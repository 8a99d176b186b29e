//! Flat-shape painter over a 2D canvas context

use std::f64::consts::TAU;

use wasm_bindgen::JsCast;
use web_sys::{CanvasRenderingContext2d, HtmlCanvasElement};

use crate::sim::{GameState, Rect};

/// Owns the 2D context of the playfield canvas
pub struct CanvasPainter {
    ctx: CanvasRenderingContext2d,
    width: f64,
    height: f64,
}

impl CanvasPainter {
    pub fn new(canvas: &HtmlCanvasElement) -> Option<Self> {
        let ctx = canvas
            .get_context("2d")
            .ok()
            .flatten()
            .and_then(|obj| obj.dyn_into::<CanvasRenderingContext2d>().ok());
        let Some(ctx) = ctx else {
            log::warn!("Canvas has no 2d context - nothing will be drawn");
            return None;
        };
        Some(Self {
            ctx,
            width: f64::from(canvas.width()),
            height: f64::from(canvas.height()),
        })
    }

    /// Repaint the whole frame: bricks, paddle, ball
    pub fn draw(&self, state: &GameState) {
        // Transparent clear; the page supplies the backdrop (camera feed or CSS)
        self.ctx.clear_rect(0.0, 0.0, self.width, self.height);

        // Config validation guarantees at least one ramp color
        let colors = &state.config.bricks.colors;
        for brick in &state.model.bricks {
            let idx = usize::from(brick.hits.saturating_sub(1)).min(colors.len() - 1);
            self.ctx.set_fill_style_str(&colors[idx]);
            self.fill_rect(brick.rect);
        }

        self.ctx.set_fill_style_str(&state.config.paddle.color);
        self.fill_rect(state.model.paddle.rect());

        let ball = &state.model.ball;
        self.ctx.set_fill_style_str(&state.config.ball.color);
        self.ctx.begin_path();
        let _ = self.ctx.arc(
            f64::from(ball.pos.x),
            f64::from(ball.pos.y),
            f64::from(ball.radius),
            0.0,
            TAU,
        );
        self.ctx.fill();
    }

    fn fill_rect(&self, r: Rect) {
        self.ctx
            .fill_rect(f64::from(r.x), f64::from(r.y), f64::from(r.w), f64::from(r.h));
    }
}
//! Fire-and-forget audio cues
//!
//! Three clips created once at startup from the configured asset paths.
//! Playback errors (autoplay policy before the first gesture, missing
//! assets) are swallowed; sound is garnish, not game state.

use web_sys::HtmlAudioElement;

use crate::config::SoundPaths;
use crate::sim::Cue;

/// One audio element per cue
pub struct SoundBank {
    brick: Option<HtmlAudioElement>,
    paddle: Option<HtmlAudioElement>,
    game_over: Option<HtmlAudioElement>,
}

impl SoundBank {
    pub fn new(paths: &SoundPaths) -> Self {
        Self {
            brick: load_clip(&paths.brick),
            paddle: load_clip(&paths.paddle),
            game_over: load_clip(&paths.game_over),
        }
    }

    /// Restart the clip for `cue` from the top
    pub fn play(&self, cue: Cue) {
        let clip = match cue {
            Cue::Brick => &self.brick,
            Cue::Paddle => &self.paddle,
            Cue::GameOver => &self.game_over,
        };
        if let Some(el) = clip {
            el.set_current_time(0.0);
            let _ = el.play();
        }
    }
}

fn load_clip(src: &str) -> Option<HtmlAudioElement> {
    let el = HtmlAudioElement::new_with_src(src).ok();
    if el.is_none() {
        log::warn!("Failed to create audio element for {src} - cue disabled");
    }
    el
}
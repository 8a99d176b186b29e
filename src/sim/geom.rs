//! Axis-aligned geometry and the swept ball-vs-rectangle test
//!
//! Canvas coordinates: origin top-left, +y down. The sweep test reduces
//! circle-vs-rect to point-vs-expanded-rect (Minkowski sum) and only ever
//! tests the faces the ball is travelling toward.

use glam::Vec2;
use serde::{Deserialize, Serialize};

/// Axis-aligned rectangle, origin at its top-left corner.
#[derive(Debug, Clone, Copy, PartialEq, Serialize, Deserialize)]
pub struct Rect {
    pub x: f32,
    pub y: f32,
    pub w: f32,
    pub h: f32,
}

impl Rect {
    pub fn new(x: f32, y: f32, w: f32, h: f32) -> Self {
        Self { x, y, w, h }
    }

    #[inline]
    pub fn left(&self) -> f32 {
        self.x
    }

    #[inline]
    pub fn right(&self) -> f32 {
        self.x + self.w
    }

    #[inline]
    pub fn top(&self) -> f32 {
        self.y
    }

    #[inline]
    pub fn bottom(&self) -> f32 {
        self.y + self.h
    }

    #[inline]
    pub fn center(&self) -> Vec2 {
        Vec2::new(self.x + self.w * 0.5, self.y + self.h * 0.5)
    }

    /// Grow outward by `r` on all sides (Minkowski sum with a ball of radius `r`)
    pub fn expand(&self, r: f32) -> Rect {
        Rect::new(self.x - r, self.y - r, self.w + 2.0 * r, self.h + 2.0 * r)
    }
}

/// Which face of a rectangle a sweep first crossed
#[derive(Debug, Clone, Copy, PartialEq, Eq, Serialize, Deserialize)]
pub enum Side {
    Left,
    Right,
    Top,
    Bottom,
}

/// First crossing of a swept ball into a rectangle
#[derive(Debug, Clone, Copy, PartialEq)]
pub struct Intercept {
    pub point: Vec2,
    pub side: Side,
}

/// 2D segment-segment intersection, parametric form.
///
/// Returns `None` for parallel segments (zero denominator) or when the
/// crossing falls outside either segment's [0,1] parameter range. A
/// zero-length segment degenerates to the parallel case.
pub fn segment_intersect(p1: Vec2, p2: Vec2, p3: Vec2, p4: Vec2) -> Option<Vec2> {
    let denom = (p4.y - p3.y) * (p2.x - p1.x) - (p4.x - p3.x) * (p2.y - p1.y);
    if denom == 0.0 {
        return None;
    }
    let ua = ((p4.x - p3.x) * (p1.y - p3.y) - (p4.y - p3.y) * (p1.x - p3.x)) / denom;
    let ub = ((p2.x - p1.x) * (p1.y - p3.y) - (p2.y - p1.y) * (p1.x - p3.x)) / denom;
    if !(0.0..=1.0).contains(&ua) || !(0.0..=1.0).contains(&ub) {
        return None;
    }
    Some(p1 + (p2 - p1) * ua)
}

/// Sweep a ball of `radius` from `center` along `delta` against `rect`.
///
/// Only the leading faces are tested: left/right picked by the sign of
/// `delta.x` first, then top/bottom by the sign of `delta.y` if there was
/// no horizontal hit. A ball cannot reach a trailing face within one
/// swept step, so the other two faces never need testing. The returned
/// point lies on the expanded rect, radius-distance off the true face.
pub fn ball_intercept(center: Vec2, radius: f32, rect: &Rect, delta: Vec2) -> Option<Intercept> {
    let end = center + delta;
    let e = rect.expand(radius);

    if delta.x > 0.0 {
        if let Some(point) = segment_intersect(
            center,
            end,
            Vec2::new(e.left(), e.top()),
            Vec2::new(e.left(), e.bottom()),
        ) {
            return Some(Intercept {
                point,
                side: Side::Left,
            });
        }
    } else if delta.x < 0.0 {
        if let Some(point) = segment_intersect(
            center,
            end,
            Vec2::new(e.right(), e.top()),
            Vec2::new(e.right(), e.bottom()),
        ) {
            return Some(Intercept {
                point,
                side: Side::Right,
            });
        }
    }

    if delta.y > 0.0 {
        if let Some(point) = segment_intersect(
            center,
            end,
            Vec2::new(e.left(), e.top()),
            Vec2::new(e.right(), e.top()),
        ) {
            return Some(Intercept {
                point,
                side: Side::Top,
            });
        }
    } else if delta.y < 0.0 {
        if let Some(point) = segment_intersect(
            center,
            end,
            Vec2::new(e.left(), e.bottom()),
            Vec2::new(e.right(), e.bottom()),
        ) {
            return Some(Intercept {
                point,
                side: Side::Bottom,
            });
        }
    }

    None
}

#[cfg(test)]
mod tests {
    use super::*;
    use proptest::prelude::*;

    #[test]
    fn test_segment_intersect_crossing() {
        // Two diagonals of a 10x10 box cross in the middle
        let p = segment_intersect(
            Vec2::new(0.0, 0.0),
            Vec2::new(10.0, 10.0),
            Vec2::new(0.0, 10.0),
            Vec2::new(10.0, 0.0),
        )
        .unwrap();
        assert!((p.x - 5.0).abs() < 0.001);
        assert!((p.y - 5.0).abs() < 0.001);
    }

    #[test]
    fn test_segment_intersect_parallel() {
        let p = segment_intersect(
            Vec2::new(0.0, 0.0),
            Vec2::new(10.0, 0.0),
            Vec2::new(0.0, 5.0),
            Vec2::new(10.0, 5.0),
        );
        assert!(p.is_none());
    }

    #[test]
    fn test_segment_intersect_out_of_range() {
        // Lines cross but the segments stop short of the crossing
        let p = segment_intersect(
            Vec2::new(0.0, 0.0),
            Vec2::new(2.0, 2.0),
            Vec2::new(0.0, 10.0),
            Vec2::new(10.0, 0.0),
        );
        assert!(p.is_none());
    }

    #[test]
    fn test_ball_intercept_left_face() {
        // Ball at x=0 sweeping right into a rect at x∈[50,70]; radius 5
        // puts the expanded face at x=45
        let rect = Rect::new(50.0, 40.0, 20.0, 20.0);
        let hit = ball_intercept(Vec2::new(0.0, 50.0), 5.0, &rect, Vec2::new(100.0, 0.0)).unwrap();
        assert_eq!(hit.side, Side::Left);
        assert!((hit.point.x - 45.0).abs() < 0.001);
        assert!((hit.point.y - 50.0).abs() < 0.001);
    }

    #[test]
    fn test_ball_intercept_top_face() {
        let rect = Rect::new(40.0, 100.0, 40.0, 10.0);
        let hit = ball_intercept(Vec2::new(60.0, 0.0), 4.0, &rect, Vec2::new(0.0, 200.0)).unwrap();
        assert_eq!(hit.side, Side::Top);
        assert!((hit.point.y - 96.0).abs() < 0.001);
    }

    #[test]
    fn test_ball_intercept_moving_away() {
        // Rect entirely to the ball's left while the ball moves right
        let rect = Rect::new(50.0, 40.0, 20.0, 20.0);
        let hit = ball_intercept(Vec2::new(100.0, 50.0), 5.0, &rect, Vec2::new(50.0, 0.0));
        assert!(hit.is_none());
    }

    #[test]
    fn test_ball_intercept_horizontal_face_wins_at_corner() {
        // A 45° sweep into a corner crosses left and top faces at the same
        // point; the horizontal test runs first and tags it Left
        let rect = Rect::new(10.0, 10.0, 20.0, 20.0);
        let hit = ball_intercept(Vec2::ZERO, 0.0, &rect, Vec2::new(20.0, 20.0)).unwrap();
        assert_eq!(hit.side, Side::Left);
    }

    #[test]
    fn test_ball_intercept_zero_delta() {
        let rect = Rect::new(10.0, 10.0, 20.0, 20.0);
        assert!(ball_intercept(Vec2::new(15.0, 15.0), 2.0, &rect, Vec2::ZERO).is_none());
    }

    proptest! {
        #[test]
        fn prop_no_hit_when_moving_away(
            bx in 150.0f32..300.0, by in -100.0f32..300.0,
            dx in 1.0f32..200.0, dy in -200.0f32..200.0,
        ) {
            // Ball starts strictly right of the expanded rect and keeps
            // moving right; x(t) can never re-enter the rect's x span
            let rect = Rect::new(100.0, 100.0, 40.0, 40.0);
            let hit = ball_intercept(Vec2::new(bx, by), 5.0, &rect, Vec2::new(dx, dy));
            prop_assert!(hit.is_none());
        }
    }
}
//! Paddle target sources
//!
//! Keyboard, pointer and the face detector all end up producing the same
//! thing: a lane ratio in [0,1]. The face stream is the noisy one, so it
//! passes through a jitter gate and a once-per-frame limiter before it is
//! allowed to install a new target.

use crate::clamp01;
use crate::config::FaceSettings;

/// Shapes the face-detector event stream into at most one target per frame
#[derive(Debug, Clone)]
pub struct PaddleFeed {
    settings: FaceSettings,
    last_ratio: Option<f32>,
    open: bool,
}

impl PaddleFeed {
    pub fn new(settings: FaceSettings) -> Self {
        Self {
            settings,
            last_ratio: None,
            open: true,
        }
    }

    /// Called by the driver at the top of every animation frame
    pub fn begin_frame(&mut self) {
        self.open = true;
    }

    /// Back to the as-built state. Run on restart, so the first event of a
    /// new round is not jitter-gated against the previous round's ratio.
    pub fn reset(&mut self) {
        self.last_ratio = None;
        self.open = true;
    }

    /// Offer a normalized face x position from the detector. Returns the
    /// lane ratio to install, or `None` when the move is below the jitter
    /// threshold or this frame already accepted one.
    pub fn offer(&mut self, face_x: f32) -> Option<f32> {
        if !self.open {
            return None;
        }
        let ratio = self.map(face_x);
        if let Some(last) = self.last_ratio {
            if (ratio - last).abs() < self.settings.jitter {
                return None;
            }
        }
        self.open = false;
        self.last_ratio = Some(ratio);
        Some(ratio)
    }

    /// Map a camera-frame x into the lane. `side_margin` of the frame on
    /// each side maps off the ends, so the whole lane is reachable without
    /// moving your head to the edge of the picture.
    fn map(&self, face_x: f32) -> f32 {
        let m = self.settings.side_margin;
        let span = 1.0 - 2.0 * m;
        if span <= 0.0 {
            return 0.5;
        }
        clamp01((clamp01(face_x) - m) / span)
    }
}

/// Pointer position within the playfield element, as a lane ratio
pub fn pointer_ratio(x: f32, width: f32) -> f32 {
    if width <= 0.0 {
        return 0.5;
    }
    clamp01(x / width)
}

/// Step the current target by a signed fraction of the lane (arrow keys)
pub fn nudge(ratio: f32, step: f32) -> f32 {
    clamp01(ratio + step)
}
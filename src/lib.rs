//! Facenoid - an Arkanoid-style brick breaker steered by face tracking
//!
//! Core modules:
//! - `sim`: Deterministic simulation (kinematics, swept collisions, game state)
//! - `config`: Immutable tuning payload loaded once at startup
//! - `input`: Paddle target sources (face events, pointer, keyboard)
//! - `worker`: Off-main-thread collision resolution protocol
//! - `renderer`: Canvas 2D drawing
//! - `scores`: Local best-score table

pub mod config;
pub mod input;
pub mod scores;
pub mod sim;
pub mod worker;

#[cfg(target_arch = "wasm32")]
pub mod audio;
#[cfg(target_arch = "wasm32")]
pub mod renderer;

pub use config::GameConfig;
pub use sim::state::GameState;

/// Game framing constants
pub mod consts {
    /// Playfield dimensions in CSS pixels (canvas is sized to match)
    pub const PLAYFIELD_W: f32 = 640.0;
    pub const PLAYFIELD_H: f32 = 480.0;

    /// Thickness of the synthetic wall rects placed just outside the playfield
    pub const WALL_THICKNESS: f32 = 40.0;

    /// Paddle target shift per arrow-key press, as a fraction of the travel lane
    pub const KEY_STEP: f32 = 0.05;

    /// Frame delta clamp; tab switches can produce multi-second gaps
    pub const MAX_FRAME_MS: f32 = 100.0;

    /// Freeze after losing a ball before the next serve
    pub const BALL_HOLD_MS: f32 = 1000.0;
    /// Freeze after clearing a level before the next one starts
    pub const LEVEL_HOLD_MS: f32 = 800.0;

    /// Where the tuning payload is fetched from
    pub const CONFIG_URL: &str = "assets/config.json";
}

/// Clamp to the unit interval, the domain of all paddle target ratios
#[inline]
pub fn clamp01(v: f32) -> f32 {
    v.clamp(0.0, 1.0)
}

--

▶ Description of the task
Where a line in the material above holds "colors", copy that line.

▶ Answer space
        let colors = &state.config.bricks.colors;
            let idx = usize::from(brick.hits.saturating_sub(1)).min(colors.len() - 1);
            self.ctx.set_fill_style_str(&colors[idx]);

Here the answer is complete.